Housley Informational [Page 4] RFC 7760 SOW for Author Statistics January 2016

3.4. Countries of Authors

 The statistics shall provide insight into countries of authors for
 recent Internet-Drafts, recent RFCs, and all RFCs.  It has been
 useful to provide country-based statistics, and it has also been
 useful to provide statistics showing the European Union (EU) as a
 single "country" for the sake of comparison with other large
 countries.  The current web pages that provide similar information
 include the statistics and a bar chart.  The web pages are available
 at http://www.arkko.com/tools/rfcstats/countries.html,
 http://www.arkko.com/tools/stats/d-countrydistr.html,
 http://www.arkko.com/tools/stats/d-countryeudistr.html,
 http://www.arkko.com/tools/stats/countrydistr.html,
 http://www.arkko.com/tools/stats/countryeudistr.html,
 http://www.arkko.com/tools/recrfcstats/d-countrydistr.html,
 http://www.arkko.com/tools/recrfcstats/d-countryeudistr.html,
 http://www.arkko.com/tools/recrfcstats/countrydistr.html,
 http://www.arkko.com/tools/recrfcstats/countryeudistr.html,
 http://www.arkko.com/tools/rfcstats/d-countrydistr.html,
 http://www.arkko.com/tools/rfcstats/d-countryeudistr.html,
 http://www.arkko.com/tools/rfcstats/countrydistr.html, and
 http://www.arkko.com/tools/rfcstats/countryeudistr.html.
 The statistics shall illustrate the change in number of Internet-
 Draft and RFC authors per country over time.  The current web page
 can be seen at
 http://www.arkko.com/tools/rfcstats/countrydistrhist.html.

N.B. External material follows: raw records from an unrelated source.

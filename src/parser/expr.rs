use sqlparser::ast::{
    DuplicateTreatment, Expr, Function, FunctionArg, FunctionArgExpr, FunctionArguments, Ident,
    Query, Value,
};

use crate::parser::names::normalize_identifier;

/// Aggregate functions recognised by the checks.
pub const AGGREGATE_FUNCTIONS: &[&str] = &[
    "count",
    "sum",
    "avg",
    "min",
    "max",
    "every",
    "bool_and",
    "bool_or",
    "string_agg",
    "array_agg",
    "stddev",
    "variance",
];

/// Extract a simple column name from an expression.
///
/// Supports plain identifiers (`sal`) and qualified identifiers
/// (`public.emp.sal`), returning only the terminal column component.
pub fn extract_column_name(expr: &Expr) -> Option<String> {
    match expr {
        Expr::Identifier(ident) => Some(ident.value.clone()),
        Expr::CompoundIdentifier(parts) => Some(parts.last()?.value.clone()),
        Expr::Nested(inner) => extract_column_name(inner),
        Expr::Cast { expr, .. } => extract_column_name(expr),
        _ => None,
    }
}

/// Identifier parts of a column reference, without unwrapping anything.
pub fn column_idents(expr: &Expr) -> Option<&[Ident]> {
    match expr {
        Expr::Identifier(ident) => Some(std::slice::from_ref(ident)),
        Expr::CompoundIdentifier(parts) => Some(parts.as_slice()),
        _ => None,
    }
}

/// Strip redundant parentheses.
pub fn unnest(expr: &Expr) -> &Expr {
    match expr {
        Expr::Nested(inner) => unnest(inner),
        other => other,
    }
}

/// Extract the expression payload from a SQL function argument.
pub fn function_arg_expr(arg: &FunctionArg) -> Option<&Expr> {
    match arg {
        FunctionArg::Unnamed(FunctionArgExpr::Expr(expr))
        | FunctionArg::Named {
            arg: FunctionArgExpr::Expr(expr),
            ..
        }
        | FunctionArg::ExprNamed {
            arg: FunctionArgExpr::Expr(expr),
            ..
        } => Some(expr),
        _ => None,
    }
}

/// Lower-cased terminal name of a function call.
pub fn normalized_function_name(func: &Function) -> String {
    func.name
        .0
        .last()
        .map(|ident| normalize_identifier(&ident.value))
        .unwrap_or_default()
}

/// Expression arguments of a function call, skipping wildcards.
pub fn function_args(func: &Function) -> Vec<&Expr> {
    match &func.args {
        FunctionArguments::List(list) => list.args.iter().filter_map(function_arg_expr).collect(),
        _ => Vec::new(),
    }
}

/// True for `COUNT(*)` style calls.
pub fn function_has_wildcard(func: &Function) -> bool {
    match &func.args {
        FunctionArguments::List(list) => list.args.iter().any(|arg| {
            matches!(
                arg,
                FunctionArg::Unnamed(FunctionArgExpr::Wildcard)
                    | FunctionArg::Unnamed(FunctionArgExpr::QualifiedWildcard(_))
            )
        }),
        _ => false,
    }
}

/// True when the argument list starts with `DISTINCT`.
pub fn function_has_distinct(func: &Function) -> bool {
    matches!(
        &func.args,
        FunctionArguments::List(list)
            if matches!(list.duplicate_treatment, Some(DuplicateTreatment::Distinct))
    )
}

/// True when the call is an aggregate (and not a window function).
pub fn is_aggregate_call(func: &Function) -> bool {
    func.over.is_none() && AGGREGATE_FUNCTIONS.contains(&normalized_function_name(func).as_str())
}

/// Direct sub-expressions of `expr`. Subqueries are not entered.
pub fn child_exprs(expr: &Expr) -> Vec<&Expr> {
    match expr {
        Expr::BinaryOp { left, right, .. } => vec![left.as_ref(), right.as_ref()],
        Expr::UnaryOp { expr, .. }
        | Expr::Nested(expr)
        | Expr::IsNull(expr)
        | Expr::IsNotNull(expr)
        | Expr::IsTrue(expr)
        | Expr::IsNotTrue(expr)
        | Expr::IsFalse(expr)
        | Expr::IsNotFalse(expr)
        | Expr::IsUnknown(expr)
        | Expr::IsNotUnknown(expr)
        | Expr::Cast { expr, .. }
        | Expr::Collate { expr, .. }
        | Expr::Extract { expr, .. }
        | Expr::Ceil { expr, .. }
        | Expr::Floor { expr, .. } => vec![expr.as_ref()],
        Expr::IsDistinctFrom(left, right) | Expr::IsNotDistinctFrom(left, right) => {
            vec![left.as_ref(), right.as_ref()]
        }
        Expr::InList { expr, list, .. } => {
            let mut children: Vec<&Expr> = vec![expr.as_ref()];
            children.extend(list.iter());
            children
        }
        Expr::InSubquery { expr, .. } => vec![expr.as_ref()],
        Expr::Between {
            expr, low, high, ..
        } => vec![expr.as_ref(), low.as_ref(), high.as_ref()],
        Expr::Like { expr, pattern, .. }
        | Expr::ILike { expr, pattern, .. }
        | Expr::SimilarTo { expr, pattern, .. } => vec![expr.as_ref(), pattern.as_ref()],
        Expr::AnyOp { left, right, .. } | Expr::AllOp { left, right, .. } => {
            vec![left.as_ref(), right.as_ref()]
        }
        Expr::Function(func) => function_args(func),
        Expr::Case {
            operand,
            conditions,
            results,
            else_result,
        } => {
            let mut children: Vec<&Expr> = Vec::new();
            children.extend(operand.as_deref());
            children.extend(conditions.iter());
            children.extend(results.iter());
            children.extend(else_result.as_deref());
            children
        }
        Expr::Tuple(items) => items.iter().collect(),
        _ => Vec::new(),
    }
}

/// Visit `expr` and every sub-expression in pre-order, without entering subqueries.
pub fn walk_expr<'a>(expr: &'a Expr, visit: &mut dyn FnMut(&'a Expr)) {
    visit(expr);
    for child in child_exprs(expr) {
        walk_expr(child, visit);
    }
}

/// Subqueries directly reachable from `expr` (not nested inside other subqueries).
pub fn subqueries(expr: &Expr) -> Vec<&Query> {
    let mut found = Vec::new();
    walk_expr(expr, &mut |node| match node {
        Expr::Exists { subquery, .. }
        | Expr::InSubquery { subquery, .. }
        | Expr::Subquery(subquery) => found.push(subquery.as_ref()),
        _ => {}
    });
    found
}

/// Column references within `expr`, not entering subqueries.
pub fn column_refs(expr: &Expr) -> Vec<&Expr> {
    let mut found = Vec::new();
    walk_expr(expr, &mut |node| {
        if column_idents(node).is_some() {
            found.push(node);
        }
    });
    found
}

/// Aggregate calls within `expr`, not entering subqueries.
pub fn aggregate_calls(expr: &Expr) -> Vec<&Function> {
    let mut found = Vec::new();
    walk_expr(expr, &mut |node| {
        if let Expr::Function(func) = node {
            if is_aggregate_call(func) {
                found.push(func);
            }
        }
    });
    found
}

/// True when `expr` contains an aggregate call outside subqueries.
pub fn contains_aggregate(expr: &Expr) -> bool {
    !aggregate_calls(expr).is_empty()
}

/// String payload of a character literal.
pub fn string_literal(expr: &Expr) -> Option<&str> {
    match unnest(expr) {
        Expr::Value(
            Value::SingleQuotedString(s)
            | Value::DoubleQuotedString(s)
            | Value::EscapedStringLiteral(s)
            | Value::NationalStringLiteral(s),
        ) => Some(s.as_str()),
        _ => None,
    }
}

/// True for literal constants, including negated numbers and typed strings.
pub fn is_constant(expr: &Expr) -> bool {
    match unnest(expr) {
        Expr::Value(Value::Placeholder(_)) => false,
        Expr::Value(_) | Expr::TypedString { .. } => true,
        Expr::UnaryOp { expr, .. } => is_constant(expr),
        Expr::Cast { expr, .. } => is_constant(expr),
        _ => false,
    }
}

/// True for the `NULL` literal.
pub fn is_null_literal(expr: &Expr) -> bool {
    matches!(unnest(expr), Expr::Value(Value::Null))
}

/// Canonical text of an expression used to compare projections and atoms.
///
/// Case-insensitive for unquoted identifiers and keywords.
pub fn canonical_text(expr: &Expr) -> String {
    let mut text = String::new();
    let mut in_string = false;
    for ch in unnest(expr).to_string().chars() {
        if ch == '\'' {
            in_string = !in_string;
        }
        if in_string {
            text.push(ch);
        } else if !ch.is_whitespace() {
            text.push(ch.to_ascii_lowercase());
        }
    }
    text
}

#[cfg(test)]
mod tests {
    use super::*;
    use sqlparser::ast::{Expr, Ident};
    use sqlparser::dialect::PostgreSqlDialect;
    use sqlparser::parser::Parser;

    fn parse_expr(sql: &str) -> Expr {
        Parser::new(&PostgreSqlDialect {})
            .try_with_sql(sql)
            .unwrap()
            .parse_expr()
            .unwrap()
    }

    #[test]
    fn extract_column_name_handles_simple_and_qualified_identifiers() {
        let simple = Expr::Identifier(Ident::new("sal"));
        let qualified = Expr::CompoundIdentifier(vec![
            Ident::new("public"),
            Ident::new("emp"),
            Ident::new("sal"),
        ]);
        let nested = Expr::Nested(Box::new(Expr::Identifier(Ident::new("sal"))));

        assert_eq!(extract_column_name(&simple).as_deref(), Some("sal"));
        assert_eq!(extract_column_name(&qualified).as_deref(), Some("sal"));
        assert_eq!(extract_column_name(&nested).as_deref(), Some("sal"));
        assert_eq!(
            extract_column_name(&parse_expr("CAST(sal AS TEXT)")).as_deref(),
            Some("sal")
        );
    }

    #[test]
    fn walk_expr_skips_subqueries() {
        let expr = parse_expr("a = 1 AND b IN (SELECT c FROM t WHERE d = 2)");
        let names: Vec<String> = column_refs(&expr)
            .into_iter()
            .filter_map(extract_column_name)
            .collect();
        assert_eq!(names, vec!["a".to_string(), "b".to_string()]);
        assert_eq!(subqueries(&expr).len(), 1);
    }

    #[test]
    fn aggregate_detection_ignores_window_functions() {
        assert!(contains_aggregate(&parse_expr("SUM(DISTINCT sal) + 1")));
        assert!(!contains_aggregate(&parse_expr(
            "SUM(sal) OVER (PARTITION BY deptno)"
        )));
        let Expr::BinaryOp { left, .. } = parse_expr("SUM(DISTINCT sal) + 1") else {
            panic!("expected binary op");
        };
        let Expr::Function(func) = *left else {
            panic!("expected function");
        };
        assert!(function_has_distinct(&func));
        assert_eq!(normalized_function_name(&func), "sum");
    }

    #[test]
    fn canonical_text_ignores_case_and_spacing_outside_strings() {
        assert_eq!(
            canonical_text(&parse_expr("E.Sal  >  500")),
            canonical_text(&parse_expr("e.sal>500"))
        );
        assert_ne!(
            canonical_text(&parse_expr("ename = 'Ann'")),
            canonical_text(&parse_expr("ename = 'ann'"))
        );
    }
}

3.5. Continents of Authors

 The statistics shall provide insight into continents of authors for
 recent Internet-Drafts, recent RFCs, and all RFCs.  The current web
 pages that provide similar information include the statistics and a
 bar chart.  The web pages are available at
 http://www.arkko.com/tools/stats/d-contdistr.html,
 http://www.arkko.com/tools/recrfcstats/d-contdistr.html, and
 http://www.arkko.com/tools/rfcstats/d-contdistr.html.
 The statistics shall illustrate the change in number of Internet-
 Draft and RFC authors per continent over time.  The current pages can
 be seen at http://www.arkko.com/tools/rfcstats/d-contdistrhist.html.

Housley Informational [Page 5] RFC 7760 SOW for Author Statistics January 2016

4. IETF Meeting Attendees

 The enhancements to the IETF Datatracker shall provide statistics and
 graphs about the country and continent of IETF meeting participants.

4.1. Countries of IETF Meeting Attendees

 The statistics shall provide insight into countries represented by
 attendees at each IETF meeting.  Country-based statistics have been
 presented in the plenary session for many years.  For consistency
 with the author statistics discussed in Section 3 of this document,
 the statistics will include a way to show the EU as a single
 "country" for the sake of comparison with other large countries.  The
 statistics for each meeting should be accompanied with a pie chart
 that shows the eight countries with the highest number of attendees
 and "other".
 The statistics shall illustrate the change in number of IETF meeting
 attendees per country over time.  Again, for consistency with the
 author statistics discussed in Section 3 of this document, the
 statistics will include a way to show the EU as a single "country".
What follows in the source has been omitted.